Wei-Min Hao (; born 7 April 1953) is an atmospheric chemist, Taiwanese-American climatologist, and currently works in the United States Department of Agriculture. His work directly contributed to the reason for awarding the 2007 Nobel Peace Prize. He is a member of the United States Agency for International Development (USAID) and the Intergovernmental Panel on Climate Change (IPCC).

Biography 
After graduating from Taipei Municipal Jianguo High School, Hao studied chemistry at Fu Jen Catholic University (BS degree), obtained a Master's Degree from Massachusetts Institute of Technology (MIT), and a PhD in Atmospheric Chemistry from Harvard University.

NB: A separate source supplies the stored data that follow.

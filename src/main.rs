//! CLI entry point: `clap`-derived dispatch over the five subcommands
//! (`detect`, `index`, `serve`, `decode`, `check`), each a thin wrapper
//! around `nimoch_media`/`nimoch_core`. Exit codes follow `main.c`.

use std::fs::File;
use std::io::{self, BufWriter, Write};
use std::path::PathBuf;
use std::process::ExitCode;

use clap::{Parser, Subcommand};
use ffmpeg_the_third::media::Type as MediaType;

use nimoch_core::check::check_stream;
use nimoch_media::demux::{self, OpenOptions, ResolveError};
use nimoch_media::serve::ServeContext;
use nimoch_media::{decode_cmd, detect_cmd, index_cmd, seekidx};

#[derive(Parser)]
#[command(name = "nimoch", about = "Random-access frame server for transport-stream video")]
struct Cli {
    #[command(subcommand)]
    command: Command,
}

#[derive(Subcommand)]
enum Command {
    /// Dump a JSON inventory of every stream in the container.
    Detect {
        #[arg(short = 'o', long)]
        output: Option<PathBuf>,
        #[arg(short = 'l', long = "analyze-duration")]
        analyze_duration: Option<i64>,
        file: PathBuf,
    },
    /// Emit the IDR-aligned PTS/byte-offset index for one video stream.
    Index {
        #[arg(short = 'o', long)]
        output: Option<PathBuf>,
        #[arg(short = 's', long)]
        stream: Option<usize>,
        #[arg(short = 'l', long = "analyze-duration")]
        analyze_duration: Option<i64>,
        file: PathBuf,
    },
    /// Run the interactive frame server over stdin/stdout.
    Serve {
        #[arg(short = 's', long)]
        stream: Option<usize>,
        #[arg(short = 'l', long = "analyze-duration")]
        analyze_duration: Option<i64>,
        #[arg(short = 'b', long = "seek-by-byte")]
        seek_by_byte: bool,
        file: PathBuf,
    },
    /// Export video or audio over one or more `start end` PTS ranges.
    Decode {
        #[arg(short = 'v', long)]
        video: bool,
        #[arg(short = 'a', long)]
        audio: bool,
        #[arg(short = 's', long)]
        stream: Option<usize>,
        #[arg(short = 'o', long)]
        output: Option<PathBuf>,
        #[arg(short = 'g', long = "segment-info")]
        segment_info: Option<PathBuf>,
        #[arg(short = 'l', long = "analyze-duration")]
        analyze_duration: Option<i64>,
        #[arg(short = 'b', long = "seek-by-byte")]
        seek_by_byte: bool,
        file: PathBuf,
        points: Vec<i64>,
    },
    /// Scan per-PID continuity/scrambling counters over a raw transport stream.
    Check {
        #[arg(short = 'o', long)]
        output: Option<PathBuf>,
        file: Option<PathBuf>,
    },
}

/// Exit codes from `main.c`, preserved verbatim (`SPEC_FULL.md` §6).
#[derive(Debug, thiserror::Error)]
enum CliError {
    #[error("{0}")]
    Usage(String),
    #[error("could not open container: {0}")]
    OpenContainer(anyhow::Error),
    #[error("{0}")]
    StreamInfoOrOutput(String),
    #[error(transparent)]
    Resolve(#[from] ResolveError),
    #[error("{0}")]
    Processing(anyhow::Error),
    #[error("could not open segment-info file: {0}")]
    SegmentInfoOpen(anyhow::Error),
}

impl CliError {
    fn exit_code(&self) -> u8 {
        match self {
            CliError::Usage(_) => 1,
            CliError::OpenContainer(_) => 10,
            CliError::StreamInfoOrOutput(_) => 11,
            CliError::Resolve(ResolveError::WrongMediaType(_)) => 12,
            CliError::Resolve(ResolveError::OutOfBound(_)) => 13,
            CliError::Resolve(ResolveError::NotFound) => 14,
            CliError::Processing(_) => 15,
            CliError::SegmentInfoOpen(_) => 20,
        }
    }
}

fn main() -> ExitCode {
    ffmpeg_the_third::init().expect("FFmpeg init failed");

    let cli = Cli::parse();
    match run(cli.command) {
        Ok(()) => ExitCode::SUCCESS,
        Err(e) => {
            eprintln!("[nimoch] error: {e}");
            ExitCode::from(e.exit_code())
        }
    }
}

fn run(command: Command) -> Result<(), CliError> {
    match command {
        Command::Detect { output, analyze_duration, file } => run_detect(output, analyze_duration, file),
        Command::Index { output, stream, analyze_duration, file } => {
            run_index(output, stream, analyze_duration, file)
        }
        Command::Serve { stream, analyze_duration, seek_by_byte, file } => {
            run_serve(stream, analyze_duration, seek_by_byte, file)
        }
        Command::Decode {
            video,
            audio,
            stream,
            output,
            segment_info,
            analyze_duration,
            seek_by_byte,
            file,
            points,
        } => run_decode(video, audio, stream, output, segment_info, analyze_duration, seek_by_byte, file, points),
        Command::Check { output, file } => run_check(output, file),
    }
}

fn open_options(analyze_duration_secs: Option<i64>) -> OpenOptions {
    let mut opts = OpenOptions::default();
    if let Some(secs) = analyze_duration_secs {
        opts.analyze_duration = secs * 1_000_000;
    }
    opts
}

fn open_output(path: &Option<PathBuf>) -> Result<Box<dyn Write>, CliError> {
    match path {
        Some(p) => File::create(p)
            .map(|f| Box::new(BufWriter::new(f)) as Box<dyn Write>)
            .map_err(|e| CliError::StreamInfoOrOutput(format!("open output {}: {e}", p.display()))),
        None => Ok(Box::new(BufWriter::new(io::stdout()))),
    }
}

fn write_json<T: serde::Serialize>(out: &mut dyn Write, value: &T) -> Result<(), CliError> {
    serde_json::to_writer(&mut *out, value)
        .and_then(|_| {
            writeln!(out).ok();
            Ok(())
        })
        .map_err(|e| CliError::StreamInfoOrOutput(format!("write json: {e}")))
}

fn run_detect(output: Option<PathBuf>, analyze_duration: Option<i64>, file: PathBuf) -> Result<(), CliError> {
    let opts = open_options(analyze_duration);
    let ictx = demux::open_with_opts(&file, &opts).map_err(CliError::OpenContainer)?;
    let result = detect_cmd::run(&ictx);
    let mut out = open_output(&output)?;
    write_json(&mut *out, &result)
}

fn run_index(
    output: Option<PathBuf>,
    stream: Option<usize>,
    analyze_duration: Option<i64>,
    file: PathBuf,
) -> Result<(), CliError> {
    let opts = open_options(analyze_duration);
    let mut ictx = demux::open_with_opts(&file, &opts).map_err(CliError::OpenContainer)?;
    let resolved = demux::resolve_stream(&ictx, stream, MediaType::Video)?;
    let result = index_cmd::run(&mut ictx, resolved).map_err(CliError::Processing)?;
    let mut out = open_output(&output)?;
    write_json(&mut *out, &result)
}

fn run_serve(
    stream: Option<usize>,
    analyze_duration: Option<i64>,
    seek_by_byte: bool,
    file: PathBuf,
) -> Result<(), CliError> {
    let opts = open_options(analyze_duration);
    // Resolved once up front purely so a bad `-s` surfaces its own exit
    // code (12/13/14); `ServeContext::open` reopens the container itself,
    // the same multiple-open pattern its own construction already uses.
    let probe = demux::open_with_opts(&file, &opts).map_err(CliError::OpenContainer)?;
    demux::resolve_stream(&probe, stream, MediaType::Video)?;
    drop(probe);

    let mut ctx = ServeContext::open(&file, &opts, stream, seek_by_byte).map_err(CliError::Processing)?;

    let stdin = io::stdin();
    let stdout = io::stdout();
    let mut input = stdin.lock();
    let mut output = stdout.lock();
    ctx.serve(&mut input, &mut output).map_err(CliError::Processing)
}

#[allow(clippy::too_many_arguments)]
fn run_decode(
    video: bool,
    audio: bool,
    stream: Option<usize>,
    output: Option<PathBuf>,
    segment_info: Option<PathBuf>,
    analyze_duration: Option<i64>,
    seek_by_byte: bool,
    file: PathBuf,
    points: Vec<i64>,
) -> Result<(), CliError> {
    let selected = [video, audio, stream.is_some()].iter().filter(|b| **b).count();
    if selected != 1 {
        return Err(CliError::Usage("exactly one of -v, -a, or -s STREAM is required".to_string()));
    }
    if points.is_empty() || points.len() % 2 != 0 {
        return Err(CliError::Usage("pts arguments must be given in (start, end) pairs".to_string()));
    }
    let cuts: Vec<(i64, i64)> = points.chunks_exact(2).map(|c| (c[0], c[1])).collect();

    let opts = open_options(analyze_duration);
    let mut ictx = demux::open_with_opts(&file, &opts).map_err(CliError::OpenContainer)?;

    let (resolved, is_video) = if video {
        (demux::resolve_stream(&ictx, None, MediaType::Video)?, true)
    } else if audio {
        (demux::resolve_stream(&ictx, None, MediaType::Audio)?, false)
    } else {
        let idx = stream.expect("exactly one of video/audio/stream validated above");
        let medium = ictx
            .stream(idx)
            .ok_or(ResolveError::OutOfBound(idx))?
            .parameters()
            .medium();
        match medium {
            MediaType::Video => (idx, true),
            MediaType::Audio => (idx, false),
            _ => return Err(ResolveError::WrongMediaType(idx).into()),
        }
    };

    let descriptor = demux::describe_stream(&ictx, resolved).map_err(CliError::Processing)?;
    let seek_index = if seek_by_byte {
        Some(seekidx::build_index(&mut ictx, resolved).map_err(CliError::Processing)?)
    } else {
        None
    };

    let mut out = open_output(&output)?;
    if is_video {
        decode_cmd::decode_video(&mut ictx, &descriptor, seek_index.as_ref(), &cuts, &mut *out)
            .map_err(CliError::Processing)
    } else {
        let segments = decode_cmd::decode_audio(&mut ictx, &descriptor, seek_index.as_ref(), &cuts, &mut *out)
            .map_err(CliError::Processing)?;
        write_segment_info(&segment_info, &segments)
    }
}

fn write_segment_info(path: &Option<PathBuf>, segments: &[nimoch_core::schema::SegmentInfo]) -> Result<(), CliError> {
    match path {
        Some(p) => {
            let file = File::create(p).map_err(|e| CliError::SegmentInfoOpen(anyhow::anyhow!(e)))?;
            let mut out = BufWriter::new(file);
            serde_json::to_writer(&mut out, segments).map_err(|e| CliError::SegmentInfoOpen(anyhow::anyhow!(e)))?;
            writeln!(out).ok();
            Ok(())
        }
        None => {
            serde_json::to_writer(io::stderr(), segments).ok();
            eprintln!();
            Ok(())
        }
    }
}

fn run_check(output: Option<PathBuf>, file: Option<PathBuf>) -> Result<(), CliError> {
    let result = match &file {
        Some(p) => {
            let mut f = File::open(p).map_err(|e| CliError::StreamInfoOrOutput(format!("open {}: {e}", p.display())))?;
            check_stream(&mut f)
        }
        None => check_stream(&mut io::stdin().lock()),
    }
    .map_err(|e| CliError::Processing(anyhow::anyhow!(e)))?;

    let mut out = open_output(&output)?;
    write_json(&mut *out, &result)
}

In 1991, he works in the US Department of Agriculture and Forest Services in the city of Missoula.

In 1994, he became a member of the Intergovernmental Panel on Climate Change (IPCC). In the same year, the first Climate Change Report was published by the IPCC. He was responsible for Rocky Mountain Climate Monitoring.

In 2007, with the IPCC and participant in the pertinent works, they obtain the Nobel Peace Prize.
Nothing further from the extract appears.